What is required: Copy out the data below, all of it, exactly.

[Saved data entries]
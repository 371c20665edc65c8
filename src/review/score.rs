use crate::config::{RoleWeights, ScoringConfig, SeverityWeights};
use crate::types::{AgentRole, Finding, FindingSet};
use tracing::{debug, warn};

const MAX_SCORE: f64 = 100.0;

/// `100 - Σ severityWeight × categoryMultiplier`, clamped to 0..=100
pub fn deduction_score(findings: &[Finding], weights: &SeverityWeights, scoring: &ScoringConfig) -> u8 {
    let deducted: f64 = findings
        .iter()
        .map(|f| weights.weight(f.severity) * scoring.category_multiplier(&f.category))
        .sum();
    (MAX_SCORE - deducted).clamp(0.0, MAX_SCORE).round() as u8
}

/// Deduction score using the severity profile of `role`
pub fn agent_score(findings: &[Finding], role: AgentRole, scoring: &ScoringConfig) -> u8 {
    deduction_score(findings, scoring.profiles.for_role(role), scoring)
}

/// Role-weighted mean of agent scores, renormalized over the agents present
///
/// No agents scores 100. If every present role has zero weight the plain mean is used.
pub fn weighted_score(sets: &[FindingSet], roles: &RoleWeights) -> u8 {
    if sets.is_empty() {
        return MAX_SCORE as u8;
    }

    let total_weight: f64 = sets.iter().map(|s| roles.weight(s.role)).sum();
    let mean = if total_weight > 0.0 {
        sets.iter()
            .map(|s| f64::from(s.score) * roles.weight(s.role))
            .sum::<f64>()
            / total_weight
    } else {
        warn!("All agent role weights are zero, using unweighted mean");
        sets.iter().map(|s| f64::from(s.score)).sum::<f64>() / sets.len() as f64
    };

    let score = mean.clamp(0.0, MAX_SCORE).round() as u8;
    debug!(
        "Weighted score {} over {} agent(s) (total weight {:.2})",
        score,
        sets.len(),
        total_weight
    );
    score
}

Solution below:
repository 371c20665edc65c8
filename src/review/score.rs
use crate::config::{RoleWeights, ScoringConfig, SeverityWeights};
use crate::types::{AgentRole, Finding, FindingSet};
use tracing::{debug, warn};

const MAX_SCORE: f64 = 100.0;

/// `100 - Σ severityWeight × categoryMultiplier`, clamped to 0..=100
pub fn deduction_score(findings: &[Finding], weights: &SeverityWeights, scoring: &ScoringConfig) -> u8 {
    let deducted: f64 = findings
        .iter()
        .map(|f| weights.weight(f.severity) * scoring.category_multiplier(&f.category))
        .sum();
    (MAX_SCORE - deducted).clamp(0.0, MAX_SCORE).round() as u8
}

/// Deduction score using the severity profile of `role`
pub fn agent_score(findings: &[Finding], role: AgentRole, scoring: &ScoringConfig) -> u8 {
    deduction_score(findings, scoring.profiles.for_role(role), scoring)
}

/// Role-weighted mean of agent scores, renormalized over the agents present
///
/// No agents scores 100. If every present role has zero weight the plain mean is used.
pub fn weighted_score(sets: &[FindingSet], roles: &RoleWeights) -> u8 {
    if sets.is_empty() {
        return MAX_SCORE as u8;
    }

    let total_weight: f64 = sets.iter().map(|s| roles.weight(s.role)).sum();
    let mean = if total_weight > 0.0 {
        sets.iter()
            .map(|s| f64::from(s.score) * roles.weight(s.role))
            .sum::<f64>()
            / total_weight
    } else {
        warn!("All agent role weights are zero, using unweighted mean");
        sets.iter().map(|s| f64::from(s.score)).sum::<f64>() / sets.len() as f64
    };

    let score = mean.clamp(0.0, MAX_SCORE).round() as u8;
    debug!(
        "Weighted score {} over {} agent(s) (total weight {:.2})",
        score,
        sets.len(),
        total_weight
    );
    score
}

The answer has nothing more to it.